= Edward Jordon =

Campaigner for equal rights in Jamaica

Edward Jordon (1800–1869), or Edward Jordan, was a leading campaigner for equal rights for free people of color in Jamaica during the nineteenth century.

==Background==
Edward was born in the Colony of Jamaica on 6 December 1800, the son of a white man from Barbados with the same name, and a Jamaican black woman named Grace. Jordon found employment as a clerk in the firm of James Brydon, a Kingston merchant, who later terminated Jordon's service because he objected to the free coloured's growing participation in the campaign for equal rights for Jamaica's free people of colour. Jordon wrote in reply, "I regret to learn that my political sentiments should, in your opinion, render a separation necessary."

==Campaigner for equal rights==

In 1823, the free coloureds of Jamaica presented a petition to the Jamaican Assembly asking for restrictions placed upon them to be lifted, and that free people of colour be allowed to testify in a court of law. However, the Assembly rejected the petition, and continued to deny free coloureds equal rights. The Jamaican colonial government deported the leaders of the free coloureds, Louis Celeste Lecesne and John Escoffery, in an attempt to destroy the movement. These two prominent leaders of the movement were considered by the British colonial government to be Haitian. However, young Jordon joined the movement at this time, becoming a member of the Kingston Coloured Committee. His name is first mentioned in the minutes of a committee meeting on 12 May 1823.

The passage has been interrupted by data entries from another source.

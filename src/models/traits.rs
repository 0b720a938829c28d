//! Seams between the pipeline and the models it drives.
//!
//! The pipeline only talks to these traits, so tests and the `mock` feature can
//! swap in doubles without model files.

use crate::models::evaluator::EvaluatorError;
use crate::models::generator::GeneratorError;
use crate::models::ner::NerError;
use crate::qa::EntitySpan;

/// Measures text length in the question model's tokens.
pub trait TokenCounter {
    /// Returns the encoded length of `text` (special tokens included, no padding).
    fn count_tokens(&self, text: &str) -> Result<usize, GeneratorError>;
}

/// Prompt string → question string.
pub trait QuestionModel: TokenCounter + Send + Sync {
    /// Generates one question for a `<answer> ... <context> ...` prompt.
    fn generate_question(&self, prompt: &str) -> Result<String, GeneratorError>;

    /// Returns `true` when real weights are loaded.
    fn is_model_loaded(&self) -> bool;
}

/// (question, answer) → plausibility score.
pub trait PairScorer: Send + Sync {
    /// Scores one pair; higher means more plausible.
    fn score(&self, question: &str, answer: &str) -> Result<f32, EvaluatorError>;

    /// Returns `true` when real weights are loaded.
    fn is_model_loaded(&self) -> bool;
}

/// Sentences → typed entity spans.
pub trait EntityRecognizer: Send + Sync {
    /// Returns one span list per input sentence, in input order.
    fn recognize(&self, sentences: &[String]) -> Result<Vec<Vec<EntitySpan>>, NerError>;

    /// Returns `true` when real weights are loaded.
    fn is_model_loaded(&self) -> bool;
}
use std::path::PathBuf;

/// Maximum tokens per sentence fed to the recogniser.
pub const NER_MAX_SEQ_LEN: usize = 512;

#[derive(Debug, Clone, Default)]
/// Configuration for [`EntityExtractor`](super::EntityExtractor).
pub struct NerConfig {
    /// Directory of a BERT token-classification model; `None` uses the heuristic recogniser.
    pub model_path: Option<PathBuf>,
}

impl NerConfig {
    /// Env var locating the model directory.
    pub const ENV_MODEL_PATH: &'static str = "QUIZGEN_NER_MODEL_PATH";

    pub fn new<P: Into<PathBuf>>(model_path: P) -> Self {
        Self {
            model_path: Some(model_path.into()),
        }
    }

    pub fn stub() -> Self {
        Self::default()
    }

    pub fn validate(&self) -> Result<(), String> {
        if let Some(ref path) = self.model_path
            && path.as_os_str().is_empty()
        {
            return Err("model_path cannot be empty when provided".to_string());
        }
        Ok(())
    }

    pub fn from_env() -> Self {
        let model_path = std::env::var(Self::ENV_MODEL_PATH)
            .ok()
            .map(|v| v.trim().to_string())
            .filter(|v| !v.is_empty())
            .map(PathBuf::from);

        Self { model_path }
    }
}
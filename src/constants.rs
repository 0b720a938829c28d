//! Cross-cutting, shared constants.
//!
//! Prompt sentinels and sequence limits shared by the prompt builder, the
//! models and the segmenter.

/// Sentinel preceding the designated answer span in a generation prompt.
pub const ANSWER_TOKEN: &str = "<answer>";

/// Sentinel preceding the context passage in a generation prompt.
pub const CONTEXT_TOKEN: &str = "<context>";

/// Fixed input length of the question generation model.
pub const QG_SEQ_LEN: usize = 512;

/// Fixed input length of the QA evaluator.
pub const EVALUATOR_SEQ_LEN: usize = 512;

/// Token budget of one context segment (leaves room for the answer span).
pub const DEFAULT_SEGMENT_TOKENS: usize = 490;

/// Sentences longer than this (in characters) are also cut on inner punctuation.
pub const MAX_SENTENCE_CHARS: usize = 128;

/// Cut pieces need strictly more words than this to be kept.
pub const MIN_CUT_WORDS: usize = 5;

/// Upper bound on choices in a multiple-choice answer (correct one included).
pub const MAX_CHOICES: usize = 4;

/// Questions returned by a ranked run when the caller does not ask for a count.
pub const DEFAULT_NUM_QUESTIONS: usize = 10;

/// Upper bound on decoded question length.
pub const DEFAULT_MAX_QUESTION_TOKENS: usize = 64;

/// Answer styles accepted by [`crate::prompt::AnswerStyle`].
pub const VALID_ANSWER_STYLES: [&str; 3] = ["all", "sentences", "multiple_choice"];
use super::*;
use crate::qa::Choice;
use std::path::PathBuf;

#[test]
fn test_config_default() {
    let config = EvaluatorConfig::default();

    assert!(config.model_path.is_none());
    assert_eq!(config.seq_len, crate::constants::EVALUATOR_SEQ_LEN);
}

#[test]
fn test_config_validate() {
    assert!(EvaluatorConfig::default().validate().is_ok());

    let invalid = EvaluatorConfig {
        seq_len: 0,
        ..Default::default()
    };
    assert!(invalid.validate().is_err());
}

#[test]
fn test_stub_evaluator_creation() {
    let evaluator = QaEvaluator::stub().unwrap();

    assert!(!evaluator.is_model_loaded());
}

#[test]
fn test_load_with_missing_model() {
    let config = EvaluatorConfig::new("/nonexistent/path/bert-qa-evaluator");
    let result = QaEvaluator::load(config, Device::Cpu);

    assert!(matches!(
        result.unwrap_err(),
        EvaluatorError::ModelNotFound { .. }
    ));
}

#[test]
fn test_load_invalid_config() {
    let config = EvaluatorConfig {
        seq_len: 0,
        ..Default::default()
    };
    let result = QaEvaluator::load(config, Device::Cpu);

    assert!(matches!(
        result.unwrap_err(),
        EvaluatorError::InvalidConfig { .. }
    ));
}

#[test]
fn test_score_range_and_determinism() {
    let evaluator = QaEvaluator::stub().unwrap();

    let first = evaluator
        .score("When was Rust released?", "Rust 1.0 was released in 2015.")
        .unwrap();
    let second = evaluator
        .score("When was Rust released?", "Rust 1.0 was released in 2015.")
        .unwrap();

    assert_eq!(first, second);
    assert!((0.0..=1.0).contains(&first));
}

#[test]
fn test_related_pair_scores_higher() {
    let evaluator = QaEvaluator::stub().unwrap();

    let related = evaluator
        .score("When was Rust released?", "Rust was released in 2015.")
        .unwrap();
    let unrelated = evaluator
        .score("When was Rust released?", "Bananas are yellow.")
        .unwrap();

    assert!(related > unrelated);
}

#[test]
fn test_score_answer_rejects_multiple_choice() {
    let evaluator = QaEvaluator::stub().unwrap();
    let answer = Answer::MultipleChoice(vec![Choice::correct("Paris"), Choice::distractor("Rome")]);

    let err = evaluator.score_answer("Where?", &answer).unwrap_err();

    assert!(matches!(err, EvaluatorError::InvalidInput { .. }));
    assert!(err.to_string().contains("invalid scoring input"));
}

#[test]
fn test_score_answer_accepts_sentence() {
    let evaluator = QaEvaluator::stub().unwrap();
    let answer = Answer::Sentence("Paris is the capital of France.".to_string());

    let score = evaluator
        .score_answer("What is the capital of France?", &answer)
        .unwrap();

    assert!(score > 0.0);
}

#[test]
fn test_get_scores_sorted_descending_with_original_indices() {
    let evaluator = QaEvaluator::stub().unwrap();

    let pairs = [
        (0, "What about bananas?", "Rust is fast."),
        (3, "What about Rust speed?", "Rust is fast."),
        (7, "What about Rust?", "Rust is fast and safe."),
    ];
    let scores = evaluator.get_scores(&pairs).unwrap();

    assert_eq!(scores.len(), 3);
    assert!(scores[0].score >= scores[1].score);
    assert!(scores[1].score >= scores[2].score);
    assert_eq!(scores[2].index, 0);

    let mut indices: Vec<usize> = scores.iter().map(|s| s.index).collect();
    indices.sort();
    assert_eq!(indices, vec![0, 3, 7]);
}

#[test]
fn test_get_scores_empty() {
    let evaluator = QaEvaluator::stub().unwrap();

    assert!(evaluator.get_scores(&[]).unwrap().is_empty());
}

#[test]
fn test_error_messages_descriptive() {
    let err = EvaluatorError::ModelNotFound {
        path: PathBuf::from("/some/path"),
    };
    assert!(err.to_string().contains("/some/path"));
}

Jordon wanted to start a newspaper, but a lack of finance prevented him from doing so. Instead, together with another leader of the community of free people of colour, Robert Osborn (Jamaica), they started a bookshop. In 1828, from the success of this bookshop, Jordon and Osborn launched their own newspaper, The Watchman. Unlike other newspapers, which expressed the views of white planters, The Watchman presented issues of importance to the Jamaican free coloureds, and it forged ties with the humanitarian movement and the Anti-Slavery Society in England.

In 1827, a petition was presented by another free coloured leader, Richard Hill (Jamaica), to the House of Commons. In 1830, when Jordon and his colleagues presented another petition to the Jamaican Assembly, enough pressure was brought to bear to grant free coloureds the rights to vote and to run for public office.

==Arrest==
During the Christmas period of 1831, an educated slave and Baptist deacon named Samuel Sharpe led a slave rebellion that became known as the Baptist War. The colonial authorities suppressed the revolt with great brutality, and used the opportunity to clamp down on opposition. When The Watchman printed an editorial calling on the Jamaican authorities to "knock off the fetters, and let the oppressed go free", Jordon was arrested and charged with sedition.

Jordon was eventually acquitted of sedition, but he had to spend six months in prison.

After emancipation, Jordon converted The Watchman into The Morning Journal.

==Political career==

The emancipation of the slaves that The Watchman campaigned for came to fruition when the House of Commons passed an Act abolishing it in 1833. The Act took effect on 1 August 1834, with the creation of the Apprenticeship, which Hill later complained was nothing more than an extension of slavery.

In 1835, Jordon was elected as a member of the Assembly, representing the parish of Kingston. Jordon became a leader of the informal Kings House Party, or Coloured Party, which opposed the interests of the established elite, the Planters Party. Jordon and the Kings House Party successfully opposed attempts by the Planters Party to increase the property qualification for voting, which would have effectively removed a lot of better-off black and coloured voters from the rolls.

Jordon represented Kingston for 30 years, between 1835 and 1865. In 1852, Jordon was appointed to the Legislative Council, which advised the governor. In 1854, Jordon was the first man of colour to be elected mayor of Kingston, a post he held for 14 years. From 1861-4, Jordon was the first non-white man to become speaker of the Assembly.

In 1864, Jordon was appointed receiver general, and a year later, island secretary. In 1865, when the Morant Bay Rebellion took place, governor Edward John Eyre used the opportunity to persuade the Assembly to abolish itself, ending the growing influence of the people of colour in elective politics. The practice of barring non-whites from public office was reinstated. Jordon bitterly opposed this reactionary measure.

==Death and legacy==
In 1869, Jordon died. In 1875, a statue in his honour was unveiled at what is now St. William Grant Park in Kingston.

The National Library of Jamaica produced a video about the story of Jordon.